Badger Common’Tater December 2022 Issue
Solid Food Safety Program Resolutions
Move into 2023 with a voice and the tools to meet regulatory compliance requirements
By Dana Slagle, vice president of U.S. partnerships, Provision Analytics
As leaders in a complex agriculture industry, you’re at the forefront when it comes to technology, sustainability, food safety, and quality.
It’s true, there have been advancements in everything from tractors and implements to computers and software, but some challenges remain, including, but not limited to:
• Water issues
• Labor shortages
• Supply chain management challenges
• Changes in food safety regulatory compliance requirements
The impact to your business may be an increase in the amount of time and resources needed to address the challenges. Frankly, it equates to added stress for you, your agribusiness, and team.
The question is, “How can we take learnings from 2022 and move into 2023 with some solid food safety program resolutions?”
Industry expert Alan Grant, chief executive officer (CEO) of Alan Grant Consulting, says, “It’s important to do continuous ‘horizon scans’ by staying up to date and aware of global issues that may impact your business. Don’t be caught off guard.”

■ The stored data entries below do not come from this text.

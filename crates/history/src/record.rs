//! History records.

use patch_history_patch::PatchSet;

use crate::clock::Timestamp;

/// One undoable step: the patches that produced it, the patches that revert
/// it, and the action that caused it.
#[derive(Debug, Clone, PartialEq)]
pub struct HistoryRecord {
    pub patches: PatchSet,
    pub inverse_patches: PatchSet,
    pub action_tag: String,
    pub created_at: Timestamp,
    /// Patches of the most recent edit folded into this record. Merging
    /// compares the next edit against these rather than the accumulated
    /// `patches`.
    pub last_tick: PatchSet,
}

impl HistoryRecord {
    pub fn new(
        patches: PatchSet,
        inverse_patches: PatchSet,
        action_tag: impl Into<String>,
        created_at: Timestamp,
    ) -> Self {
        let last_tick = patches.clone();
        Self { patches, inverse_patches, action_tag: action_tag.into(), created_at, last_tick }
    }

    /// Replaces the patches used for merge decisions.
    pub fn with_last_tick(mut self, last_tick: PatchSet) -> Self {
        self.last_tick = last_tick;
        self
    }

    /// Records without forward patches are never stored.
    pub fn is_empty(&self) -> bool {
        self.patches.is_empty()
    }
}
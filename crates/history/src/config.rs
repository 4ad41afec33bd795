//! History configuration.

use std::time::Duration;

use serde::{Deserialize, Serialize};

/// Default maximum number of undoable records.
pub const DEFAULT_LIMIT: usize = 100;

/// Default coalescing window for repeated edits, in milliseconds.
pub const DEFAULT_DEBOUNCE_MS: u64 = 500;

/// Options for a [`HistoryReducer`](crate::HistoryReducer).
#[derive(Debug, Clone, Copy, PartialEq, Eq, Serialize, Deserialize)]
#[serde(default)]
pub struct HistoryConfig {
    /// Maximum length of the past stack. Oldest records are evicted first.
    pub limit: usize,
    /// Same-type, similar edits closer together than this merge into one record.
    pub debounce_ms: u64,
}

impl Default for HistoryConfig {
    fn default() -> Self {
        Self { limit: DEFAULT_LIMIT, debounce_ms: DEFAULT_DEBOUNCE_MS }
    }
}

impl HistoryConfig {
    pub fn with_limit(mut self, limit: usize) -> Self {
        self.limit = limit;
        self
    }

    pub fn with_debounce(mut self, debounce: Duration) -> Self {
        self.debounce_ms = u64::try_from(debounce.as_millis()).unwrap_or(u64::MAX);
        self
    }

    pub fn debounce(&self) -> Duration {
        Duration::from_millis(self.debounce_ms)
    }
}

#[cfg(test)]
mod tests {
    use super::*;

    #[test]
    fn defaults() {
        let config = HistoryConfig::default();
        assert_eq!(config.limit, 100);
        assert_eq!(config.debounce(), Duration::from_millis(500));
    }

    #[test]
    fn builder() {
        let config = HistoryConfig::default()
            .with_limit(5)
            .with_debounce(Duration::from_secs(1));
        assert_eq!(config, HistoryConfig { limit: 5, debounce_ms: 1_000 });
    }

    #[test]
    fn huge_debounce_saturates() {
        let config = HistoryConfig::default().with_debounce(Duration::MAX);
        assert_eq!(config.debounce_ms, u64::MAX);
    }

    #[test]
    fn deserialize_partial_toml() {
        let config: HistoryConfig = toml::from_str("limit = 20").unwrap();
        assert_eq!(config, HistoryConfig { limit: 20, debounce_ms: DEFAULT_DEBOUNCE_MS });
        let config: HistoryConfig = toml::from_str("").unwrap();
        assert_eq!(config, HistoryConfig::default());
    }
}
//! Dispatched actions.

use serde::{Deserialize, Serialize};
use serde_json::Value;

/// Action type that steps one record back through history.
pub const UNDO: &str = "@@history/UNDO";

/// Action type that re-applies the most recently undone record.
pub const REDO: &str = "@@history/REDO";

/// A `{ type, payload }` value dispatched by the host. The history engine
/// only looks at `action_type`; `payload` is for the domain reducer.
#[derive(Debug, Clone, PartialEq, Serialize, Deserialize)]
pub struct Action {
    #[serde(rename = "type")]
    pub action_type: String,
    #[serde(default)]
    pub payload: Value,
}

impl Action {
    pub fn new(action_type: impl Into<String>, payload: Value) -> Self {
        Self { action_type: action_type.into(), payload }
    }

    /// An action with a `null` payload.
    pub fn of(action_type: impl Into<String>) -> Self {
        Self::new(action_type, Value::Null)
    }

    pub fn undo() -> Self {
        Self::of(UNDO)
    }

    pub fn redo() -> Self {
        Self::of(REDO)
    }

    pub fn is_undo(&self) -> bool {
        self.action_type == UNDO
    }

    pub fn is_redo(&self) -> bool {
        self.action_type == REDO
    }
}
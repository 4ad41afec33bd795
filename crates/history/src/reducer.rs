//! The history-aware reducer wrapper.
//!
//! [`HistoryReducer::dispatch`] routes every action through one of four paths:
//!
//! - `UNDO` replays the inverse patches of the most recent past record and
//!   moves that record to the future.
//! - `REDO` replays the forward patches of the next future record and moves
//!   it back to the past.
//! - An unregistered action runs the domain reducer and leaves history alone.
//! - A registered action runs the domain reducer on a draft, diffs the
//!   result, clears the future and either pushes a new record or merges into
//!   the last one when the edit repeats the previous one within the debounce
//!   window.

use serde_json::Value;
use tracing::{debug, trace};

use patch_history_patch::{apply_patches, apply_patches_owned, diff, is_similar, produce, Produced};

use crate::action::{Action, REDO, UNDO};
use crate::clock::{Clock, SystemClock};
use crate::config::HistoryConfig;
use crate::record::HistoryRecord;
use crate::registry::UndoActionRegistry;
use crate::store::{is_empty_marker, HistoryStore};

/// A domain reducer: mutates a draft document in response to an action.
pub trait Reducer {
    type Error;

    fn reduce(&mut self, draft: &mut Value, action: &Action) -> Result<(), Self::Error>;
}

impl<F, E> Reducer for F
where
    F: FnMut(&mut Value, &Action) -> Result<(), E>,
{
    type Error = E;

    fn reduce(&mut self, draft: &mut Value, action: &Action) -> Result<(), E> {
        self(draft, action)
    }
}

/// Wraps a domain reducer with undo/redo history.
pub struct HistoryReducer<R, C = SystemClock> {
    store: HistoryStore,
    registry: UndoActionRegistry,
    reducer: R,
    clock: C,
    config: HistoryConfig,
}

impl<R: Reducer> HistoryReducer<R, SystemClock> {
    pub fn new(reducer: R, config: HistoryConfig) -> Self {
        Self::with_clock(reducer, SystemClock, config)
    }
}

impl<R: Reducer, C: Clock> HistoryReducer<R, C> {
    pub fn with_clock(reducer: R, clock: C, config: HistoryConfig) -> Self {
        Self {
            store: HistoryStore::new(config.limit),
            registry: UndoActionRegistry::new(),
            reducer,
            clock,
            config,
        }
    }

    pub fn store(&self) -> &HistoryStore {
        &self.store
    }

    pub fn registry(&self) -> &UndoActionRegistry {
        &self.registry
    }

    pub fn registry_mut(&mut self) -> &mut UndoActionRegistry {
        &mut self.registry
    }

    pub fn config(&self) -> &HistoryConfig {
        &self.config
    }

    pub fn present(&self) -> &Value {
        self.store.present()
    }

    /// Replaces the present document and discards all history.
    pub fn load(&mut self, doc: Value) {
        self.store.clear();
        self.store.set_present(doc);
    }

    /// Applies `action` and returns the resulting document.
    ///
    /// Errors from the domain reducer are returned unchanged; the present
    /// document and history are left as they were.
    pub fn dispatch(&mut self, action: &Action) -> Result<&Value, R::Error> {
        match action.action_type.as_str() {
            UNDO => {
                self.undo();
            }
            REDO => {
                self.redo();
            }
            tag if !self.registry.has(tag) => {
                trace!(action = tag, "action not registered, bypassing history");
                let mut draft = self.store.present().clone();
                self.reducer.reduce(&mut draft, action)?;
                self.store.set_present(draft);
            }
            _ => self.record(action)?,
        }
        Ok(self.store.present())
    }

    /// Steps back one record. Returns false if there was nothing to undo.
    ///
    /// # Panics
    ///
    /// Panics if the record's inverse patches no longer apply to the present
    /// document.
    pub fn undo(&mut self) -> bool {
        if is_empty_marker(self.store.present()) {
            trace!("undo ignored, nothing loaded");
            return false;
        }
        let Some(last) = self.store.last() else {
            trace!("undo ignored, past is empty");
            return false;
        };
        let doc = apply_patches(self.store.present(), &last.inverse_patches);
        self.store.set_present(doc);
        if let Some(record) = self.store.pop() {
            debug!(action = %record.action_tag, past = self.store.past_len(), "undo");
            self.store.add_future(record);
        }
        true
    }

    /// Re-applies the most recently undone record. Returns false if there was
    /// nothing to redo.
    ///
    /// # Panics
    ///
    /// Panics if the record's patches no longer apply to the present document.
    pub fn redo(&mut self) -> bool {
        let Some(next) = self.store.next() else {
            trace!("redo ignored, future is empty");
            return false;
        };
        if self.store.limit() == 0 {
            trace!("redo ignored, past cannot hold records");
            return false;
        }
        let doc = apply_patches(self.store.present(), &next.patches);
        self.store.set_present(doc);
        if let Some(record) = self.store.shift() {
            debug!(action = %record.action_tag, future = self.store.future_len(), "redo");
            self.store.add_past(record);
        }
        true
    }

    fn record(&mut self, action: &Action) -> Result<(), R::Error> {
        let reducer = &mut self.reducer;
        let produced = produce(self.store.present(), |draft| reducer.reduce(draft, action))?;
        if produced.is_unchanged() {
            trace!(action = %action.action_type, "action produced no changes");
            return Ok(());
        }
        let Produced { doc, patches, inverse_patches } = produced;
        let record = HistoryRecord::new(
            patches,
            inverse_patches,
            action.action_type.clone(),
            self.clock.now(),
        );
        let previous = self.store.set_present(doc);
        self.store.clear_future();

        if self.should_merge(&record) {
            self.merge(previous, record);
        } else {
            debug!(
                action = %record.action_tag,
                patches = record.patches.len(),
                past = self.store.past_len() + 1,
                "recorded history entry"
            );
            self.store.add_past(record);
        }
        Ok(())
    }

    fn should_merge(&self, record: &HistoryRecord) -> bool {
        let Some(last) = self.store.last() else {
            return false;
        };
        last.action_tag == record.action_tag
            && is_similar(&last.last_tick, &record.patches)
            && record.created_at.saturating_sub(last.created_at) < self.config.debounce_ms
    }

    /// Folds `record` into the last past record. The merged record spans from
    /// the document before the last record to the current present, so one
    /// undo reverts the whole burst.
    fn merge(&mut self, previous: Value, record: HistoryRecord) {
        let Some(last) = self.store.last() else {
            self.store.add_past(record);
            return;
        };
        let base = apply_patches_owned(previous, &last.inverse_patches);
        let (patches, inverse_patches) = diff(&base, self.store.present());
        if patches.is_empty() {
            debug!(action = %record.action_tag, "merged edits cancel out, dropping record");
            self.store.pop();
            return;
        }
        debug!(action = %record.action_tag, patches = patches.len(), "merged into last history entry");
        self.store.replace_last(
            HistoryRecord::new(patches, inverse_patches, record.action_tag, record.created_at)
                .with_last_tick(record.patches),
        );
    }
}

#[cfg(test)]
mod tests {
    use super::*;
    use crate::clock::ManualClock;
    use patch_history_patch::Patch;
    use serde_json::json;
    use std::convert::Infallible;
    use std::time::Duration;

    fn set_title(draft: &mut Value, action: &Action) -> Result<(), Infallible> {
        if action.action_type == "doc/title" {
            draft["title"] = action.payload.clone();
        }
        Ok(())
    }

    fn reducer() -> (HistoryReducer<fn(&mut Value, &Action) -> Result<(), Infallible>, ManualClock>, ManualClock) {
        let clock = ManualClock::new(0);
        let mut history = HistoryReducer::with_clock(
            set_title as fn(&mut Value, &Action) -> Result<(), Infallible>,
            clock.clone(),
            HistoryConfig::default(),
        );
        history.registry_mut().add(["doc/title"]);
        history.load(json!({"title": "a"}));
        (history, clock)
    }

    #[test]
    fn registered_edit_is_recorded() {
        let (mut history, _) = reducer();
        let doc = history.dispatch(&Action::new("doc/title", json!("b"))).unwrap();
        assert_eq!(doc, &json!({"title": "b"}));
        assert_eq!(history.store().past_len(), 1);
        assert_eq!(history.store().last().unwrap().action_tag, "doc/title");
    }

    #[test]
    fn no_change_is_not_recorded() {
        let (mut history, _) = reducer();
        history.dispatch(&Action::new("doc/title", json!("a"))).unwrap();
        assert_eq!(history.store().past_len(), 0);
    }

    #[test]
    fn undo_on_unloaded_store_is_noop() {
        let mut history = HistoryReducer::new(set_title, HistoryConfig::default());
        assert!(!history.undo());
        assert!(!history.redo());
        assert!(history.store().is_empty());
    }

    #[test]
    fn merge_back_to_start_drops_record() {
        let (mut history, clock) = reducer();
        history.dispatch(&Action::new("doc/title", json!("b"))).unwrap();
        clock.advance(Duration::from_millis(100));
        history.dispatch(&Action::new("doc/title", json!("a"))).unwrap();
        assert_eq!(history.store().past_len(), 0);
        assert_eq!(history.present(), &json!({"title": "a"}));
    }

    #[test]
    fn merge_compares_against_the_latest_edit() {
        let (mut history, clock) = reducer();
        history.dispatch(&Action::new("doc/title", json!("b"))).unwrap();
        clock.advance(Duration::from_millis(100));
        history.dispatch(&Action::new("doc/title", json!("c"))).unwrap();

        let last = history.store().last().unwrap();
        assert_eq!(last.created_at, 100);
        assert_eq!(last.last_tick, vec![Patch::replace(vec!["title".into()], json!("c"))]);
        assert_eq!(last.inverse_patches, vec![Patch::replace(vec!["title".into()], json!("a"))]);
    }

    #[test]
    fn redo_with_zero_limit_keeps_the_record() {
        let clock = ManualClock::new(0);
        let mut history = HistoryReducer::with_clock(
            set_title as fn(&mut Value, &Action) -> Result<(), Infallible>,
            clock,
            HistoryConfig::default().with_limit(0),
        );
        history.load(json!({"title": "a"}));
        history.store.add_future(HistoryRecord::new(
            vec![Patch::replace(vec!["title".into()], json!("b"))],
            vec![Patch::replace(vec!["title".into()], json!("a"))],
            "doc/title",
            0,
        ));

        assert!(!history.redo());
        assert_eq!(history.store().future_len(), 1);
        assert_eq!(history.present(), &json!({"title": "a"}));
    }

    #[test]
    fn reducer_error_leaves_state_untouched() {
        let mut history = HistoryReducer::new(
            |draft: &mut Value, _: &Action| {
                draft["half"] = json!(true);
                Err::<(), _>("boom")
            },
            HistoryConfig::default(),
        );
        history.registry_mut().add(["doc/edit"]);
        history.load(json!({"a": 1}));
        assert_eq!(history.dispatch(&Action::of("doc/edit")), Err("boom"));
        assert_eq!(history.dispatch(&Action::of("ui/other")), Err("boom"));
        assert_eq!(history.present(), &json!({"a": 1}));
        assert_eq!(history.store().past_len(), 0);
    }

    #[test]
    #[should_panic(expected = "patch set does not apply")]
    fn undo_after_shape_divergence_panics() {
        let mut history = HistoryReducer::new(
            |draft: &mut Value, action: &Action| {
                match action.action_type.as_str() {
                    "doc/set" => draft["nested"] = json!({"x": 1}),
                    _ => *draft = json!({"other": true}),
                }
                Ok::<(), Infallible>(())
            },
            HistoryConfig::default(),
        );
        history.registry_mut().add(["doc/set"]);
        history.load(json!({"nested": {"x": 0}}));
        history.dispatch(&Action::of("doc/set")).unwrap();
        // Unregistered action rewrites the document behind history's back.
        history.dispatch(&Action::of("ui/reset")).unwrap();
        history.undo();
    }
}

“For example, keep up to date on events like the potato wart crisis in Canada through resources such as the U.S. Department of Agriculture’s comprehensive report,” Grant adds. “Use industry information and warnings to take a proactive versus a reactive approach.”
Collaboration is also important. Doug Bulgrin and Cassie Krebs of Gumz Farms LLC, Endeavor, Wisconsin, talk about the need for more collaboration between growers, retailers, and certification bodies.
Doug says, “I want to see more collaboration with associations like IFPA [International Fresh Produce Association] to help give growers a bigger voice.”